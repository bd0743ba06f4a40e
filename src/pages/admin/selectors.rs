/// Admin / User Management modülü için CSS/XPath selector'ları
pub struct AdminSelectors;

impl AdminSelectors {
    // Navigation
    pub const ADMIN_MENU: &'static str = r#"a[href="/web/index.php/admin/viewAdminModule"]"#;
    pub const USER_MANAGEMENT_MENU: &'static str = r#"//span[text()="User Management "]"#;
    pub const USERS_MENU_ITEM: &'static str = r#"//a[text()="Users"]"#;

    // Add User formu
    pub const ADD_BUTTON: &'static str = r#"//button[normalize-space()="Add"]"#;
    pub const USER_ROLE_DROPDOWN: &'static str =
        r#"//label[text()="User Role"]/../..//div[contains(@class, "oxd-select-text")]"#;
    pub const EMPLOYEE_NAME_INPUT: &'static str =
        r#"//label[text()="Employee Name"]/../..//input"#;
    pub const STATUS_DROPDOWN: &'static str =
        r#"//label[text()="Status"]/../..//div[contains(@class, "oxd-select-text")]"#;
    pub const USERNAME_INPUT: &'static str = r#"//label[text()="Username"]/../..//input"#;
    pub const PASSWORD_INPUT: &'static str = r#"//label[text()="Password"]/../..//input"#;
    pub const CONFIRM_PASSWORD_INPUT: &'static str =
        r#"//label[text()="Confirm Password"]/../..//input"#;
    pub const SAVE_BUTTON: &'static str = r#"button[type="submit"]"#;
    pub const SUCCESS_TOAST: &'static str = ".oxd-toast--success";

    // User List
    pub const SEARCH_USERNAME_INPUT: &'static str = r#"//label[text()="Username"]/../..//input"#;
    pub const SEARCH_BUTTON: &'static str = r#"button[type="submit"]"#;
    pub const RECORDS_FOUND_TEXT: &'static str =
        ".orangehrm-horizontal-padding span.oxd-text--span";

    pub fn user_role_option(role: &str) -> String {
        format!(r#"//div[@role="option"]//span[text()="{}"]"#, role)
    }

    pub fn status_option(status: &str) -> String {
        format!(r#"//div[@role="option"]//span[text()="{}"]"#, status)
    }

    pub fn autocomplete_option(name: &str) -> String {
        format!(r#"//div[@role="option"]//span[contains(text(), "{}")]"#, name)
    }
}
use ik_otomasyon::state::{
    EmployeeRecord, LeaveRecord, SystemUserRecord, TestData, TestDataStore, SCHEMA_VERSION,
};

fn sample_employee() -> EmployeeRecord {
    EmployeeRecord {
        first_name: "Jane".to_string(),
        last_name: "Doe".to_string(),
        full_name: "Jane Doe".to_string(),
        employee_id: Some("0042".to_string()),
    }
}

#[test]
fn test_chained_updates_accumulate_workflow_state() {
    let dir = tempfile::tempdir().unwrap();
    let store = TestDataStore::new(dir.path().join("test-data.json"));

    // 1-2. adım: çalışan + kimlik bilgileri
    store
        .update(|data| {
            data.employee = Some(sample_employee());
            data.system_user = Some(SystemUserRecord {
                username: "emp12345".to_string(),
                password: "TestPass123!".to_string(),
            });
        })
        .unwrap();

    // 5. adım: izin başvurusu
    store
        .update(|data| {
            data.leave_request = Some(LeaveRecord {
                from_date: "2025-03-10".to_string(),
                to_date: "2025-03-12".to_string(),
                comment: Some("vacation".to_string()),
                applied_at: "2025-03-05T09:00:00Z".to_string(),
                approved_at: None,
                approved_by: None,
            });
        })
        .unwrap();

    // 8. adım: onay metadata'sı mevcut kaydın üzerine eklenir
    store
        .update(|data| {
            if let Some(leave) = data.leave_request.as_mut() {
                leave.approved_at = Some("2025-03-06T10:00:00Z".to_string());
                leave.approved_by = Some("supervisor1".to_string());
            }
        })
        .unwrap();

    let data = store.load().unwrap();
    assert_eq!(data.employee.unwrap().full_name, "Jane Doe");
    assert_eq!(data.system_user.unwrap().username, "emp12345");

    let leave = data.leave_request.unwrap();
    assert_eq!(leave.from_date, "2025-03-10");
    assert_eq!(leave.comment.as_deref(), Some("vacation"));
    assert_eq!(leave.approved_by.as_deref(), Some("supervisor1"));
}

#[test]
fn test_absent_keys_signal_upstream_step_not_run() {
    let dir = tempfile::tempdir().unwrap();
    let store = TestDataStore::new(dir.path().join("test-data.json"));

    store
        .update(|data| {
            data.employee = Some(sample_employee());
        })
        .unwrap();

    let data = store.load().unwrap();
    assert!(data.employee.is_some());
    assert!(data.system_user.is_none());
    assert!(data.supervisor.is_none());
    assert!(data.leave_request.is_none());
}

#[test]
fn test_schema_version_defaults_on_old_files() {
    let dir = tempfile::tempdir().unwrap();
    let path = dir.path().join("test-data.json");

    // schemaVersion alanı olmayan eski biçim
    std::fs::write(&path, r#"{"createdAt":"2025-01-01T00:00:00Z"}"#).unwrap();

    let store = TestDataStore::new(&path);
    let data = store.load().unwrap();
    assert_eq!(data.schema_version, SCHEMA_VERSION);
    assert_eq!(data.created_at.as_deref(), Some("2025-01-01T00:00:00Z"));
}

#[test]
fn test_save_creates_parent_directory() {
    let dir = tempfile::tempdir().unwrap();
    let path = dir.path().join("nested").join("test-data.json");
    let store = TestDataStore::new(&path);

    store.save(&TestData::default()).unwrap();
    assert!(path.exists());
}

------------------------------

→ WORK INSTRUCTIONS
Lines with the word "adım" in them should be copied from the preceding records.

→ OUTPUT OF THE TASK
    // 1-2. adım: çalışan + kimlik bilgileri
    // 5. adım: izin başvurusu
    // 8. adım: onay metadata'sı mevcut kaydın üzerine eklenir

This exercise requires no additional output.